Stadium: last chance to quiz councillors

Tracey Crampton Smith
Tracey Crampton Smith
A public meeting in South Dunedin will give local residents one last chance to express their opinion on the Awatea St stadium ahead of the final decision day for city councillors, April 20.

Organiser and South Dunedin resident Tracey Crampton Smith has invited South Dunedin city councillors to attend the public meeting at 7pm next Sunday, April 19, at Caversham Presbyterian Hall.

‘‘I want the meeting to provide an opportunity for the councillors to consult with their constituents,'' Ms Crampton Smith said.

The meeting was not designed to be anti-stadium or confrontational, but would provide an opportunity for South Dunedin ratepayers to have their say, she said.

Ms Crampton Smith has called the ‘‘open community meeting'' in the belief that public opinion about building the stadium was moving away from consent as it became apparent that ‘‘the weight to fund and pay'' for the stadium would increasingly fall on ratepayers.

‘‘It is clear that the private sector is not coming forward to fund the stadium because of the financial downturn, and that the educational sector has contributed very little for the same reasons,'' Ms Crampton Smith said.

‘‘It is becoming more obvious that the burden of funding the stadium will fall on ratepayers.

‘‘The feeling is growing that perhaps we need to put the stadium on hold until the financial situation turns around.''

Adding to the concern was the fact that Minister of Local Government Rodney Hide was considering legislation to cap rates increases.
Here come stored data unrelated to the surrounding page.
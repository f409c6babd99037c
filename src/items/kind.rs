//! Closed set of placeable item kinds
//!
//! Categories and subtypes arrive as strings from tool buttons and save
//! files; they are parsed once into [`ItemKind`] and matched exhaustively
//! from then on.

use std::fmt;
use std::str::FromStr;

use serde::{Deserialize, Serialize};

use crate::error::{GardenError, Result};

#[derive(Debug, Clone, Copy, PartialEq, Eq, Hash, Serialize, Deserialize)]
#[serde(rename_all = "lowercase")]
pub enum ItemCategory {
    Tree,
    Flower,
    Furniture,
    Decoration,
}

impl ItemCategory {
    pub const ALL: [ItemCategory; 4] = [
        ItemCategory::Tree,
        ItemCategory::Flower,
        ItemCategory::Furniture,
        ItemCategory::Decoration,
    ];

    pub fn as_str(&self) -> &'static str {
        match self {
            ItemCategory::Tree => "tree",
            ItemCategory::Flower => "flower",
            ItemCategory::Furniture => "furniture",
            ItemCategory::Decoration => "decoration",
        }
    }
}

impl FromStr for ItemCategory {
    type Err = GardenError;

    fn from_str(s: &str) -> Result<Self> {
        ItemCategory::ALL
            .into_iter()
            .find(|category| category.as_str() == s)
            .ok_or_else(|| GardenError::UnknownItemType(s.to_string()))
    }
}

impl fmt::Display for ItemCategory {
    fn fmt(&self, f: &mut fmt::Formatter<'_>) -> fmt::Result {
        f.write_str(self.as_str())
    }
}

#[derive(Debug, Clone, Copy, PartialEq, Eq, Hash)]
pub enum TreeKind {
    Oak,
    Pine,
}

#[derive(Debug, Clone, Copy, PartialEq, Eq, Hash)]
pub enum FlowerKind {
    Rose,
    Tulip,
    Sunflower,
    Lily,
}

#[derive(Debug, Clone, Copy, PartialEq, Eq, Hash)]
pub enum FurnitureKind {
    Bench,
    Table,
    Fountain,
}

#[derive(Debug, Clone, Copy, PartialEq, Eq, Hash)]
pub enum DecorationKind {
    Lamp,
    Stone,
    Path,
}

/// A category together with one of its subtypes
#[derive(Debug, Clone, Copy, PartialEq, Eq, Hash)]
pub enum ItemKind {
    Tree(TreeKind),
    Flower(FlowerKind),
    Furniture(FurnitureKind),
    Decoration(DecorationKind),
}

impl ItemKind {
    /// Every kind, in tool-panel order
    pub const ALL: [ItemKind; 12] = [
        ItemKind::Tree(TreeKind::Oak),
        ItemKind::Tree(TreeKind::Pine),
        ItemKind::Flower(FlowerKind::Rose),
        ItemKind::Flower(FlowerKind::Tulip),
        ItemKind::Flower(FlowerKind::Sunflower),
        ItemKind::Flower(FlowerKind::Lily),
        ItemKind::Furniture(FurnitureKind::Bench),
        ItemKind::Furniture(FurnitureKind::Table),
        ItemKind::Furniture(FurnitureKind::Fountain),
        ItemKind::Decoration(DecorationKind::Lamp),
        ItemKind::Decoration(DecorationKind::Stone),
        ItemKind::Decoration(DecorationKind::Path),
    ];

    /// Parses a `(category, subtype)` pair such as `("tree", "oak")`
    ///
    /// # Returns
    /// [`GardenError::UnknownItemType`] for an unknown category,
    /// [`GardenError::UnknownSubtype`] for an unknown subtype of a known one
    pub fn parse(category: &str, subtype: &str) -> Result<Self> {
        Self::from_parts(category.parse()?, subtype)
    }

    pub fn from_parts(category: ItemCategory, subtype: &str) -> Result<Self> {
        Self::ALL
            .into_iter()
            .find(|kind| kind.category() == category && kind.subtype() == subtype)
            .ok_or_else(|| GardenError::UnknownSubtype {
                category: category.to_string(),
                subtype: subtype.to_string(),
            })
    }

    pub fn category(&self) -> ItemCategory {
        match self {
            ItemKind::Tree(_) => ItemCategory::Tree,
            ItemKind::Flower(_) => ItemCategory::Flower,
            ItemKind::Furniture(_) => ItemCategory::Furniture,
            ItemKind::Decoration(_) => ItemCategory::Decoration,
        }
    }

    pub fn subtype(&self) -> &'static str {
        match self {
            ItemKind::Tree(TreeKind::Oak) => "oak",
            ItemKind::Tree(TreeKind::Pine) => "pine",
            ItemKind::Flower(FlowerKind::Rose) => "rose",
            ItemKind::Flower(FlowerKind::Tulip) => "tulip",
            ItemKind::Flower(FlowerKind::Sunflower) => "sunflower",
            ItemKind::Flower(FlowerKind::Lily) => "lily",
            ItemKind::Furniture(FurnitureKind::Bench) => "bench",
            ItemKind::Furniture(FurnitureKind::Table) => "table",
            ItemKind::Furniture(FurnitureKind::Fountain) => "fountain",
            ItemKind::Decoration(DecorationKind::Lamp) => "lamp",
            ItemKind::Decoration(DecorationKind::Stone) => "stone",
            ItemKind::Decoration(DecorationKind::Path) => "path",
        }
    }

    /// Family name used as the id prefix
    pub fn class_name(&self) -> &'static str {
        match self {
            ItemKind::Tree(_) => "TreeItem",
            ItemKind::Flower(_) => "FlowerItem",
            ItemKind::Furniture(_) => "FurnitureItem",
            ItemKind::Decoration(_) => "DecorationItem",
        }
    }

    /// Only lamps carry lights that react to night mode
    pub fn has_lights(&self) -> bool {
        matches!(self, ItemKind::Decoration(DecorationKind::Lamp))
    }
}

impl fmt::Display for ItemKind {
    fn fmt(&self, f: &mut fmt::Formatter<'_>) -> fmt::Result {
        write!(f, "{}/{}", self.category(), self.subtype())
    }
}

#[cfg(test)]
mod tests {
    use super::*;

    #[test]
    fn test_parse_known_pairs() {
        assert_eq!(
            ItemKind::parse("decoration", "lamp").unwrap(),
            ItemKind::Decoration(DecorationKind::Lamp)
        );
        for kind in ItemKind::ALL {
            assert_eq!(ItemKind::parse(kind.category().as_str(), kind.subtype()).unwrap(), kind);
        }
    }

    #[test]
    fn test_unknown_category_and_subtype_are_distinct_errors() {
        assert!(matches!(
            ItemKind::parse("spaceship", "oak"),
            Err(GardenError::UnknownItemType(ref c)) if c == "spaceship"
        ));
        assert!(matches!(
            ItemKind::parse("tree", "palm"),
            Err(GardenError::UnknownSubtype { ref subtype, .. }) if subtype == "palm"
        ));
        // subtypes are not shared across categories
        assert!(ItemKind::parse("flower", "oak").is_err());
    }

    #[test]
    fn test_category_serde_is_lowercase() {
        let json = serde_json::to_string(&ItemCategory::Furniture).unwrap();
        assert_eq!(json, "\"furniture\"");
        let back: ItemCategory = serde_json::from_str("\"tree\"").unwrap();
        assert_eq!(back, ItemCategory::Tree);
    }

    #[test]
    fn test_only_lamps_have_lights() {
        let lit: Vec<_> = ItemKind::ALL.into_iter().filter(ItemKind::has_lights).collect();
        assert_eq!(lit, vec![ItemKind::Decoration(DecorationKind::Lamp)]);
    }
}
use cgmath::Vector3;

use super::BuildContext;
use crate::gfx::geometry::Shape;
use crate::gfx::resources::MaterialDesc;
use crate::gfx::scene::object::PointLight;
use crate::gfx::scene::Transform;
use crate::items::item::GLASS_TAG;
use crate::items::kind::DecorationKind;

const METAL: u32 = 0x2F4F4F;
const GLASS: u32 = 0xFFFFFF;
const GLASS_OPACITY: f32 = 0.8;
const LAMP_LIGHT: u32 = 0xFFFF99;
const LAMP_HEIGHT: f32 = 2.0;
const STONE: u32 = 0x696969;
const MOSS: u32 = 0x228B22;
const PAVING: u32 = 0xD2B48C;
const EDGING: u32 = 0xA0522D;

pub(super) fn build(ctx: &mut BuildContext<'_>, kind: DecorationKind) {
    match kind {
        DecorationKind::Lamp => lamp(ctx),
        DecorationKind::Stone => stones(ctx),
        DecorationKind::Path => path(ctx),
    }
}

/// Pole, base, housing and glass globe with a point light that stays off
/// until night mode
fn lamp(ctx: &mut BuildContext<'_>) {
    let metal = MaterialDesc::lambert(METAL);

    ctx.part(BuildContext::cylinder(0.05, 0.05, 2.0), &metal, Transform::at(0.0, 1.0, 0.0));
    ctx.part(BuildContext::cylinder(0.15, 0.15, 0.1), &metal, Transform::at(0.0, 0.05, 0.0));
    ctx.part(Shape::sphere(0.25, 8, 6), &metal, Transform::at(0.0, LAMP_HEIGHT, 0.0));
    ctx.part(
        BuildContext::sphere(0.2),
        &MaterialDesc::lambert(GLASS).transparent(GLASS_OPACITY),
        Transform::at(0.0, LAMP_HEIGHT, 0.0),
    )
    .tag = Some(GLASS_TAG);

    let mut light = PointLight::new(LAMP_LIGHT, 0.8, 4.0, Vector3::new(0.0, LAMP_HEIGHT, 0.0));
    light.visible = false;
    ctx.group_mut().add_light(light);
}

/// Three to five flattened stones with one to three moss patches
fn stones(ctx: &mut BuildContext<'_>) {
    let stone = MaterialDesc::lambert(STONE);

    for _ in 0..ctx.count(3..=5) {
        let size = 0.15 + ctx.random() * 0.1;
        let at = Transform::at(ctx.jitter(0.6), size * 0.5, ctx.jitter(0.6))
            .with_scale(
                0.8 + ctx.random() * 0.4,
                0.4 + ctx.random() * 0.3,
                0.8 + ctx.random() * 0.4,
            )
            .with_rotation(ctx.jitter(0.3), 0.0, ctx.jitter(0.3));
        ctx.part(Shape::sphere(size, 6, 4), &stone, at);
    }

    let moss = MaterialDesc::lambert(MOSS);
    for _ in 0..ctx.count(1..=3) {
        let at = Transform::at(ctx.jitter(0.4), 0.05, ctx.jitter(0.4)).with_scale(1.0, 0.3, 1.0);
        ctx.part(BuildContext::sphere(0.03), &moss, at);
    }
}

/// Square paving slab with edging on every side and scattered joints
fn path(ctx: &mut BuildContext<'_>) {
    let edging = MaterialDesc::lambert(EDGING);

    ctx.part(
        Shape::cuboid(0.8, 0.05, 0.8),
        &MaterialDesc::lambert(PAVING),
        Transform::at(0.0, 0.025, 0.0),
    );

    for (x, z) in [(0.0, 0.4), (0.0, -0.4), (0.4, 0.0), (-0.4, 0.0)] {
        let along_x = z != 0.0;
        let shape = if along_x {
            Shape::cuboid(0.8, 0.02, 0.05)
        } else {
            Shape::cuboid(0.05, 0.02, 0.8)
        };
        ctx.part(shape, &edging, Transform::at(x, 0.03, z));
    }

    for _ in 0..6 {
        let at = Transform::at(ctx.jitter(0.6), 0.06, ctx.jitter(0.6));
        ctx.part(BuildContext::cylinder(0.02, 0.02, 0.06), &edging, at);
    }
}

#[cfg(test)]
mod tests {
    use super::super::build as build_kind;
    use crate::gfx::resources::AssetManager;
    use crate::items::item::GLASS_TAG;
    use crate::items::kind::{DecorationKind, ItemKind};

    #[test]
    fn test_lamp_has_hidden_light_and_tagged_glass() {
        let mut assets = AssetManager::with_seed(0);
        let lamp = build_kind(ItemKind::Decoration(DecorationKind::Lamp), &mut assets, 1);
        assert_eq!(lamp.parts.len(), 4);
        assert_eq!(lamp.lights.len(), 1);
        assert!(!lamp.lights[0].visible);
        assert_eq!(lamp.lights[0].range, 4.0);

        let glass: Vec<_> = lamp.parts.iter().filter(|p| p.tag == Some(GLASS_TAG)).collect();
        assert_eq!(glass.len(), 1);
        assert!(glass[0].material.transparent);
    }

    #[test]
    fn test_stone_counts_stay_in_range() {
        let mut assets = AssetManager::with_seed(0);
        for seed in 0..32 {
            let stones = build_kind(ItemKind::Decoration(DecorationKind::Stone), &mut assets, seed);
            // 3..=5 stones plus 1..=3 moss patches
            assert!((4..=8).contains(&stones.parts.len()), "seed {}", seed);
            assert!(stones.lights.is_empty());
        }
    }

    #[test]
    fn test_path_layout() {
        let mut assets = AssetManager::with_seed(0);
        let path = build_kind(ItemKind::Decoration(DecorationKind::Path), &mut assets, 1);
        assert_eq!(path.parts.len(), 1 + 4 + 6);
        let bounds = path.bounds().unwrap();
        assert!((bounds.size().x - 0.85).abs() < 1e-4);
    }
}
‘‘What will happen if council goes ahead with the stadium and then we get a rates restriction?''

‘‘There could be a huge cost to [other sectors of] the community.''

Already the proposed South Dunedin Library and other community projects were being pushed back because of the need to fund a stadium that ‘‘no-one else is willing to contribute to'', she said.

All four South Dunedin councillors would have the opportunity to speak at the meeting, while hearing directly from ratepayers. A facilitator would ensure the meeting remained orderly, she said.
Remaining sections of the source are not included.